Vince got up and stretched, picked up his sandwich and breathed in the aroma through the wrapper.

“I gave up pastrami ten years ago,” he said. “At the same time I quit smoking. The big midlife health kick.”

“And then?”

“I got shot in the head and lived. A little pastrami isn’t going to kill me.”

“You gonna take up cigarettes too?” Mendez asked, eyeing his meatball sub for a spot to attack it.

“I’m indulgent, not stupid,” Vince said. “So did Bordain want you fired?”

“No. He invited me to go golfing. He’s nothing like his wife.”

“You liked him?”

“He’s hard not to like. Charming, charismatic, accessible. He’s the guy guys want to hang out with and ladies want to hang on his arm. But he talks about his marriage like it’s a business arrangement.”

“It probably is. It looks like it works out for both of them.”

“That’s not the kind of marriage I want.”

“Mr. Romance.”

“And you’re not?”

“I am, absolutely. Guilty as charged, and happy as a half-wit at the county fair,” Vince confessed. “But not a lot of people get that lucky. Not everybody wants to. The highs are really high, but the lows suck. Middle of the road is safer.”

“Dixon asked him if he had a girlfriend who might want his wife dead. He said he’s learned to make sure that doesn’t happen. Pay now, not later. What do you think that means?”

“Hookers. Cash on the dresser. Cheaper than a mistress.”

“I guess.” Mendez shook his head and sighed wistfully. “The world’s an ugly place, Vince.”

“Not always,” Vince said, picking up a photograph of Gina Kemmer and Marissa Fordham in bikinis on a beach. He looked at the back. “Life’s a knockout in Cabo San Lucas, circa ...”

He stared at the back of the snapshot, turned it over, and stared at the front.

Mendez stopped chewing and talked with his mouth full of meatball sub. “What?”

“March 1982.”

“What about it?”

“Haley was born in May 1982.” He put the photo down and tapped a finger on the very flat belly of Marissa Fordham/Melissa Fabriano. “Does that woman look seven months pregnant to you?”

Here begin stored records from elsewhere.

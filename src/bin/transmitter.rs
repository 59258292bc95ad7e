//! Test Tone Transmitter
//!
//! Finds a receiver (or uses the address given on the command line) and
//! streams a 440 Hz tone to it in real time.

use anyhow::{bail, Context, Result};
use std::f32::consts::TAU;
use std::net::SocketAddr;
use std::time::Duration;
use tracing_subscriber::{layer::SubscriberExt, util::SubscriberInitExt};

use lan_audio_receiver::{
    codec::OpusEncoder,
    constants::*,
    network::{discover_receivers, RemoteReceiver},
};

const TONE_HZ: f32 = 440.0;
const TONE_AMPLITUDE: f32 = 0.25;
const DISCOVERY_TIMEOUT: Duration = Duration::from_secs(2);

/// Stereo sine generator
struct ToneGenerator {
    phase: f32,
    step: f32,
}

impl ToneGenerator {
    fn new(frequency: f32, sample_rate: u32) -> Self {
        Self {
            phase: 0.0,
            step: TAU * frequency / sample_rate as f32,
        }
    }

    fn fill(&mut self, frame: &mut [i16], channels: usize) {
        for chunk in frame.chunks_exact_mut(channels) {
            let sample = (self.phase.sin() * TONE_AMPLITUDE * i16::MAX as f32) as i16;
            chunk.fill(sample);
            self.phase = (self.phase + self.step) % TAU;
        }
    }
}

async fn resolve_target() -> Result<SocketAddr> {
    if let Some(arg) = std::env::args().nth(1) {
        return arg.parse().context("Invalid receiver address");
    }

    tracing::info!("Searching for receivers on port {}", DISCOVERY_PORT);
    let receivers =
        tokio::task::spawn_blocking(|| discover_receivers(DISCOVERY_PORT, DISCOVERY_TIMEOUT)).await??;

    for receiver in &receivers {
        tracing::info!(
            "Found {:?} at {} (streaming: {})",
            receiver.info.device_name,
            receiver.address.ip(),
            receiver.info.currently_streaming
        );
    }

    match receivers.into_iter().find(|r| !r.info.currently_streaming) {
        Some(receiver) => Ok(SocketAddr::new(receiver.address.ip(), AUDIO_PORT)),
        None => bail!("No idle receiver found"),
    }
}

#[tokio::main]
async fn main() -> Result<()> {
    // Initialize logging
    tracing_subscriber::registry()
        .with(tracing_subscriber::EnvFilter::new(
            std::env::var("RUST_LOG").unwrap_or_else(|_| "info".into()),
        ))
        .with(tracing_subscriber::fmt::layer())
        .init();

    tracing::info!("Starting LAN Audio Transmitter");

    let target = resolve_target().await?;
    let mut receiver = RemoteReceiver::connect(target)
        .with_context(|| format!("Failed to connect to {}", target))?;

    let mut encoder = OpusEncoder::music(DECODE_SAMPLE_RATE, DECODE_CHANNELS)?;
    let mut tone = ToneGenerator::new(TONE_HZ, DECODE_SAMPLE_RATE);
    let mut pcm = vec![0i16; encoder.samples_per_frame()];
    let frame_duration = Duration::from_secs_f32(encoder.frame_duration_ms() / 1000.0);

    tracing::info!(
        "Streaming {} Hz tone to {} in {:.0} ms frames",
        TONE_HZ,
        target,
        encoder.frame_duration_ms()
    );

    let mut interval = tokio::time::interval(frame_duration);
    let shutdown = tokio::signal::ctrl_c();
    tokio::pin!(shutdown);

    loop {
        tokio::select! {
            _ = interval.tick() => {
                tone.fill(&mut pcm, DECODE_CHANNELS as usize);
                let frame = encoder.encode(&pcm)?;
                receiver.send_frame(frame)?;
                if receiver.frames_sent() % 500 == 0 {
                    tracing::info!("Sent {} frames", receiver.frames_sent());
                }
            }
            result = &mut shutdown => {
                result?;
                tracing::info!("Stopping after {} frames", receiver.frames_sent());
                break;
            }
        }
    }

    Ok(())
}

“Maybe the date is wrong.”

“Why would the date be wrong? Gina learned from her mother to always put the date on the back of the picture. Every photograph on this table has a date written on the back of it. Why would any of them be wrong?”

“But she’s obviously not pregnant.”

“Obviously not.”

“Wow.” Mendez shook his head as if he’d been dazed. “We’re busting our asses trying to find out who Haley’s father is. We don’t even know who her mother is.”

“Who’s the daddy?” Vince said, feeling a whiplash coming on. “Who’s the baby?”